# TASK STATEMENT
Where the records below show the word "refused" in a line, please copy that line.

# GIVEN RECORDS
===

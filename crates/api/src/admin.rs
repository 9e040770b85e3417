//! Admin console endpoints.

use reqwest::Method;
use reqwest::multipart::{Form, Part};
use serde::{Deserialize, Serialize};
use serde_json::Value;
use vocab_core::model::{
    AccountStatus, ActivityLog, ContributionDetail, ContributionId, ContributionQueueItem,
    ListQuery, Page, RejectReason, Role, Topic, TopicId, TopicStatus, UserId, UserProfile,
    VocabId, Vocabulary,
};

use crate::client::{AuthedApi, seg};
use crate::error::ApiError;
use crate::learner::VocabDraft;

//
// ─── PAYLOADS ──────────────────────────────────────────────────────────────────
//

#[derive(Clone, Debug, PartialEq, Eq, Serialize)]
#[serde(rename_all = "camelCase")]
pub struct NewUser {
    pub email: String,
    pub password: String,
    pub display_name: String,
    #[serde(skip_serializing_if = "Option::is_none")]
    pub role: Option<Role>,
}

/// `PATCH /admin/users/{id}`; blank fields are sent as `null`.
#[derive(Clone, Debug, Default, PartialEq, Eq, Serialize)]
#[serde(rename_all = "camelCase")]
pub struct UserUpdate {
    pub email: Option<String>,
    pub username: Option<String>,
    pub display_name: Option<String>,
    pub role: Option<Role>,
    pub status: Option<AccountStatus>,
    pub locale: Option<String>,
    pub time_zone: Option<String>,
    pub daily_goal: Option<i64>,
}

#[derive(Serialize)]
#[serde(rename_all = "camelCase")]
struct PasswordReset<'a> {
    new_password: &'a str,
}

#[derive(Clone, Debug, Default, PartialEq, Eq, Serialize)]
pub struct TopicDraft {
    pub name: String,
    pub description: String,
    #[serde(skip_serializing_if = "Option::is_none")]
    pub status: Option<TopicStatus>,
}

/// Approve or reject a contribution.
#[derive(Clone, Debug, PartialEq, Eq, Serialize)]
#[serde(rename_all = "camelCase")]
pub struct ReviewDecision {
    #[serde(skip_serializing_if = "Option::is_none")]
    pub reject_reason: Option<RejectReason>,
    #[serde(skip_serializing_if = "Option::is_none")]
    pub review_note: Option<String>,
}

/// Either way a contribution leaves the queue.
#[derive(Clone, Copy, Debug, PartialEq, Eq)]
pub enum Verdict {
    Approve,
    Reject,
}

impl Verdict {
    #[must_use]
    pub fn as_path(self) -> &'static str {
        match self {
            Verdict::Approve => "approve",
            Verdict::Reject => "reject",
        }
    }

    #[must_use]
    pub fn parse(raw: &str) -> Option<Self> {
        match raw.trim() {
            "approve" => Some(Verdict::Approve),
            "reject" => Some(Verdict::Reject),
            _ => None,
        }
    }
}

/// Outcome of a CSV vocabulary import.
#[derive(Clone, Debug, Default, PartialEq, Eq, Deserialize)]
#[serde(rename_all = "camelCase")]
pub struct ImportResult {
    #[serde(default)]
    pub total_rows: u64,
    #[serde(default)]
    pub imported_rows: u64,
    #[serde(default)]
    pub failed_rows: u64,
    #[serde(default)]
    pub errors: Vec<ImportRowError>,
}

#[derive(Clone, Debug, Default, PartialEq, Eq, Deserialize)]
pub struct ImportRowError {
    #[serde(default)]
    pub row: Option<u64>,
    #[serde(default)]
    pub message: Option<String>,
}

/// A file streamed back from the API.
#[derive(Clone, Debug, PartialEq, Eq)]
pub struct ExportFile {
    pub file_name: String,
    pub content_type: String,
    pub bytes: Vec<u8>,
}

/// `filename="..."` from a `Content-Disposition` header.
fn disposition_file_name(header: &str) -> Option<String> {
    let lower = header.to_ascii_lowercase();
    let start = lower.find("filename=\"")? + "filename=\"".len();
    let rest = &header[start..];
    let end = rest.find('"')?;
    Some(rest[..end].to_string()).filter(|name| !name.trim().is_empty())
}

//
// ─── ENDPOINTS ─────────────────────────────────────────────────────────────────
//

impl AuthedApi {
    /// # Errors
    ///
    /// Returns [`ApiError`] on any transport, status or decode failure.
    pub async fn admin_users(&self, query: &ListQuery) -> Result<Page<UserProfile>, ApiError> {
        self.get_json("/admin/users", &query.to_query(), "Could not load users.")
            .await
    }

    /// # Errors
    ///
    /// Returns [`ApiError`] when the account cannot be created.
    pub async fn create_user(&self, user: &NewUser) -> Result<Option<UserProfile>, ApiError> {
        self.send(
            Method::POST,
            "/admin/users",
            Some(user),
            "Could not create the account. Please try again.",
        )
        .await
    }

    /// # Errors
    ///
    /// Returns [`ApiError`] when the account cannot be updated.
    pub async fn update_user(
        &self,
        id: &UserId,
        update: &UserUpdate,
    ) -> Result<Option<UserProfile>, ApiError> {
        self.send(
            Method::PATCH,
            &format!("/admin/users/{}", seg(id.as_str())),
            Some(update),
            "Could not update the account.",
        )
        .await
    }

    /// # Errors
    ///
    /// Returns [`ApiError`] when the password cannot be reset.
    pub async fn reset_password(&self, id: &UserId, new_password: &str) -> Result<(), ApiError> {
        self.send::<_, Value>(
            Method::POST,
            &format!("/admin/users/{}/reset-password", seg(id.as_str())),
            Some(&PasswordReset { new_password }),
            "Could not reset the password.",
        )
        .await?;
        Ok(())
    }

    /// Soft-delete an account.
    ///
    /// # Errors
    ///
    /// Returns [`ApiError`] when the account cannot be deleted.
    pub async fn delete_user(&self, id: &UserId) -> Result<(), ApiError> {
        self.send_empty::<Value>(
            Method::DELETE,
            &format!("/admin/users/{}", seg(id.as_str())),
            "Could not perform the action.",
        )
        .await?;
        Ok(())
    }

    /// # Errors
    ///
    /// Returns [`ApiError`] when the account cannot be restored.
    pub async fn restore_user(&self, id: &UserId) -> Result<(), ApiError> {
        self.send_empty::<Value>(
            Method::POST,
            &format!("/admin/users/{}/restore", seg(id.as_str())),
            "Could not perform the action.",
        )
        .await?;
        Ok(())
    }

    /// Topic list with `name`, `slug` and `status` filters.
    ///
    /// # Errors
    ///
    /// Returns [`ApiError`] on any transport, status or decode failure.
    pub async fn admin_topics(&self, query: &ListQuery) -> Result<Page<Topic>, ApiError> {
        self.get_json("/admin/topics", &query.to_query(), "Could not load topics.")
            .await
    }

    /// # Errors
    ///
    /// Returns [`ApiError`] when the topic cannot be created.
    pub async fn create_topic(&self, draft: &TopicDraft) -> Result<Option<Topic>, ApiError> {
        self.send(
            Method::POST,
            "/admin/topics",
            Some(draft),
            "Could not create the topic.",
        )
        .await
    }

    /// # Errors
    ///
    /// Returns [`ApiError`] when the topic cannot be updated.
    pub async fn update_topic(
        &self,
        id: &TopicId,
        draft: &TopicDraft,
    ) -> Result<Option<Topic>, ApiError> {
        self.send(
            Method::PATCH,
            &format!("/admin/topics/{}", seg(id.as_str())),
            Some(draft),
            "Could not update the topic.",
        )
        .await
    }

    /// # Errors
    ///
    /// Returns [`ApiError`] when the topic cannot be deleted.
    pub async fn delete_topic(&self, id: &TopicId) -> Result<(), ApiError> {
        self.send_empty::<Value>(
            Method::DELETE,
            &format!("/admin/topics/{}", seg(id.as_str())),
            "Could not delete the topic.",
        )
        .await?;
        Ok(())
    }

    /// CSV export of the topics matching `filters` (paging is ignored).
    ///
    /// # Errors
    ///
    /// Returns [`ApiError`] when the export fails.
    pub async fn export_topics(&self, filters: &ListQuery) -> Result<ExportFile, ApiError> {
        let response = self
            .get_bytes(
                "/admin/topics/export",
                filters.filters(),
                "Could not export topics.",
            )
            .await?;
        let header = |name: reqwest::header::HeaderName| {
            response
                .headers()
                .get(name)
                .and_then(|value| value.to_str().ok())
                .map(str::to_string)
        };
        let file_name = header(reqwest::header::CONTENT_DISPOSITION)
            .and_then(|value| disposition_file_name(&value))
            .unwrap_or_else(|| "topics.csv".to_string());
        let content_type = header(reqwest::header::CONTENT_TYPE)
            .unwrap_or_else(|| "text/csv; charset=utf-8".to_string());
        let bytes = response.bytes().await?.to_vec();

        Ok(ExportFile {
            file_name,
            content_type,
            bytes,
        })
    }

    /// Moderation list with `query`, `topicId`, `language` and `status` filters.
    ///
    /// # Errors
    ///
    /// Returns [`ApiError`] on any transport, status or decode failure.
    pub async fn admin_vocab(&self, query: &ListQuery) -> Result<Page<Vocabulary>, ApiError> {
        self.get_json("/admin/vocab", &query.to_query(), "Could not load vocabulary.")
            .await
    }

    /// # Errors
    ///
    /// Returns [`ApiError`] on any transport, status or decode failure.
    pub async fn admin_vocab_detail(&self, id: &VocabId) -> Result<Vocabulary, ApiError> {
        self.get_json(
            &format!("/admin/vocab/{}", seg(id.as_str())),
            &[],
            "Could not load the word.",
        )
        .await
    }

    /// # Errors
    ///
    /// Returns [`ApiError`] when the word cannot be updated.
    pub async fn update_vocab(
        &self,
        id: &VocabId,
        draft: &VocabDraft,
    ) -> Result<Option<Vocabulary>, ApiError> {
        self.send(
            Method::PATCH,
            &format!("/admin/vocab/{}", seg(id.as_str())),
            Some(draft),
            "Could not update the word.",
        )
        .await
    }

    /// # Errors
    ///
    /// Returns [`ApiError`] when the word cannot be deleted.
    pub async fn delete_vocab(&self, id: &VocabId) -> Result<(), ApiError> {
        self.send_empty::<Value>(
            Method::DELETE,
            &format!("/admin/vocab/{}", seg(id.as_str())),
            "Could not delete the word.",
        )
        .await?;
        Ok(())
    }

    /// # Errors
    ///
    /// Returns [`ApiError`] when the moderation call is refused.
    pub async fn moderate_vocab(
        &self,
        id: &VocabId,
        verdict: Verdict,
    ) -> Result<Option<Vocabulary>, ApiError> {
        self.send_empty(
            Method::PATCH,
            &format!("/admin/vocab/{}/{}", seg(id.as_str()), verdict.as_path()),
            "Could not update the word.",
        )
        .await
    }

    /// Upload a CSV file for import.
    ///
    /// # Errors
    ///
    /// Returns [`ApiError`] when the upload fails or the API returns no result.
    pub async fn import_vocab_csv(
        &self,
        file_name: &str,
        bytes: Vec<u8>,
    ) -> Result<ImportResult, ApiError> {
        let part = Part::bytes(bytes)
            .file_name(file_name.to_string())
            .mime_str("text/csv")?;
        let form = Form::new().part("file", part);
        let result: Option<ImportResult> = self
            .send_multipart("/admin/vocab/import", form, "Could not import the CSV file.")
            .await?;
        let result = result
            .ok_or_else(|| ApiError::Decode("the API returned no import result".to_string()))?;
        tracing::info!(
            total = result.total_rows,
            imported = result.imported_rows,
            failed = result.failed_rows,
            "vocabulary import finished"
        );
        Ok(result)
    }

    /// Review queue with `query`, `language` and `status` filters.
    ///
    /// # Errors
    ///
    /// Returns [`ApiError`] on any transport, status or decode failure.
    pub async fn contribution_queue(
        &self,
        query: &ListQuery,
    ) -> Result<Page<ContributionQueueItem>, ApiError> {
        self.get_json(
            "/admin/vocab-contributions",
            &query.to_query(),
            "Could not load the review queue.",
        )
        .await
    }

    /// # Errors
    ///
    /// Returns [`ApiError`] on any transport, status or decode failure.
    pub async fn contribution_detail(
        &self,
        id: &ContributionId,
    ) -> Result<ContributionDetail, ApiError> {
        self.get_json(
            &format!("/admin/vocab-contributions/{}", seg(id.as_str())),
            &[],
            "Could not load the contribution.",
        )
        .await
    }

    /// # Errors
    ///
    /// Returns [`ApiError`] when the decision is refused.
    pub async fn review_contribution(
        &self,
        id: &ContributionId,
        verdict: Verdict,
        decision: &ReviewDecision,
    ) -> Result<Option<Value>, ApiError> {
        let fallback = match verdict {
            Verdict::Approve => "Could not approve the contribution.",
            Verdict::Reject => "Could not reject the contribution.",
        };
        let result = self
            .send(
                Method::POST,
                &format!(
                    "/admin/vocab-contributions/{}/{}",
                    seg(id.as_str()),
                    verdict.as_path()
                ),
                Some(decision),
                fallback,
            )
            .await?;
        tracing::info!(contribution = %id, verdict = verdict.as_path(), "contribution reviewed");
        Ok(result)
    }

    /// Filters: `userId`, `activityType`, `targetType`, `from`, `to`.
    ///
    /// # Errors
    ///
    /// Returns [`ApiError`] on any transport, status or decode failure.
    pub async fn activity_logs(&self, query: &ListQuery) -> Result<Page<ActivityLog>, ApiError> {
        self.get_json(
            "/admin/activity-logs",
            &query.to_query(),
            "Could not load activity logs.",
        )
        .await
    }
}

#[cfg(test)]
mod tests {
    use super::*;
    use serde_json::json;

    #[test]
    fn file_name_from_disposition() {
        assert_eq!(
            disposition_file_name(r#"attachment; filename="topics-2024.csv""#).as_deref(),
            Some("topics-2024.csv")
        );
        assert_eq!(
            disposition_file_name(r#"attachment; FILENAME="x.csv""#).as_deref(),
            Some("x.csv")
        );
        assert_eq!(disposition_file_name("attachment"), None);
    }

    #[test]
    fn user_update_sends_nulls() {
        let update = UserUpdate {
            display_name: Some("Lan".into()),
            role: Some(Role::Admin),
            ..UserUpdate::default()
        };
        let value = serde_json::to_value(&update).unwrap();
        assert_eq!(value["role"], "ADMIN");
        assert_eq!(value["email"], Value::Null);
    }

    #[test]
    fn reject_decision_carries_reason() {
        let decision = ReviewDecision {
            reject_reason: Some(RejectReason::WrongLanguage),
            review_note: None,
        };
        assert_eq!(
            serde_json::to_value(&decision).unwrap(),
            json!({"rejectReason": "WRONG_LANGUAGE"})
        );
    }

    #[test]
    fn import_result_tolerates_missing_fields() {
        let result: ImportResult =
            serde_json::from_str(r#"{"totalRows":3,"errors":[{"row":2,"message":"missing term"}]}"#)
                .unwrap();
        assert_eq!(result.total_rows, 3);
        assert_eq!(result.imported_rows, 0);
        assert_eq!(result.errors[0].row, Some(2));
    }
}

===

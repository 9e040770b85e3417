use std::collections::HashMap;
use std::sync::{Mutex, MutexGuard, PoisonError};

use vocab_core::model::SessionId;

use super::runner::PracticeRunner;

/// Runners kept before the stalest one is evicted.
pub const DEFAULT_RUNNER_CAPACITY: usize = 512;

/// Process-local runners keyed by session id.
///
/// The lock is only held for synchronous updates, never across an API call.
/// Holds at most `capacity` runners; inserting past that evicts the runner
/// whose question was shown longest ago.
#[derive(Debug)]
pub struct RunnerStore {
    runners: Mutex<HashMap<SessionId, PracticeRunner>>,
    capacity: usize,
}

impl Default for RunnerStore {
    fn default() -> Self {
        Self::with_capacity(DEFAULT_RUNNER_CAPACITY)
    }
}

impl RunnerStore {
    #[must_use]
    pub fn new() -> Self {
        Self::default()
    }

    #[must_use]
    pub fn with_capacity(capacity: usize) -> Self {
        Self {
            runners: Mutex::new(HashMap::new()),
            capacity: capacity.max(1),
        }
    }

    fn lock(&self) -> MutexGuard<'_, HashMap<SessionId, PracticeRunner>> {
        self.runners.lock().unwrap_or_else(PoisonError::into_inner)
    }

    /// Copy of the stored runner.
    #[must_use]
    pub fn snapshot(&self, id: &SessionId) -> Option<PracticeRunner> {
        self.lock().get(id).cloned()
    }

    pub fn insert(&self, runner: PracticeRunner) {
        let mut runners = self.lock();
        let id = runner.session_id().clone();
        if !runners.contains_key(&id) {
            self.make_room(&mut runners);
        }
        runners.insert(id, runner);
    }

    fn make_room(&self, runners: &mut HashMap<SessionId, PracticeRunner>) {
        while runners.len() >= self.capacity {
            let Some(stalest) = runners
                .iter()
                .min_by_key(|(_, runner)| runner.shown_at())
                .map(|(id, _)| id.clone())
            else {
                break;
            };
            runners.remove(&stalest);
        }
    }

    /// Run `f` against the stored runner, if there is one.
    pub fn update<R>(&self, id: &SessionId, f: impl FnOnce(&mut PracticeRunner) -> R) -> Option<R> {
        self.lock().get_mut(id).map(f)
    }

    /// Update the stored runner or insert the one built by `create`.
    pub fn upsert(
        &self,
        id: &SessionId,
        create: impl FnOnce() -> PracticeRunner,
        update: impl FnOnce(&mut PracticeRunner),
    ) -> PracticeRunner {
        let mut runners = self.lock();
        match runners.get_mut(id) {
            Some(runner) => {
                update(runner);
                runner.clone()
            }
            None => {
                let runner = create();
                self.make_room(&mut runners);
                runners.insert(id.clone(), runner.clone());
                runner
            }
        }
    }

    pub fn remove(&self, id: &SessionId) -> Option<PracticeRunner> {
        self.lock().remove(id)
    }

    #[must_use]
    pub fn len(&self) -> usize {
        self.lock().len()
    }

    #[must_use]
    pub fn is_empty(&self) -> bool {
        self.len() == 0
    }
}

===

# ANSWER BOX
    /// Returns [`ApiError`] when the moderation call is refused.
    /// Returns [`ApiError`] when the decision is refused.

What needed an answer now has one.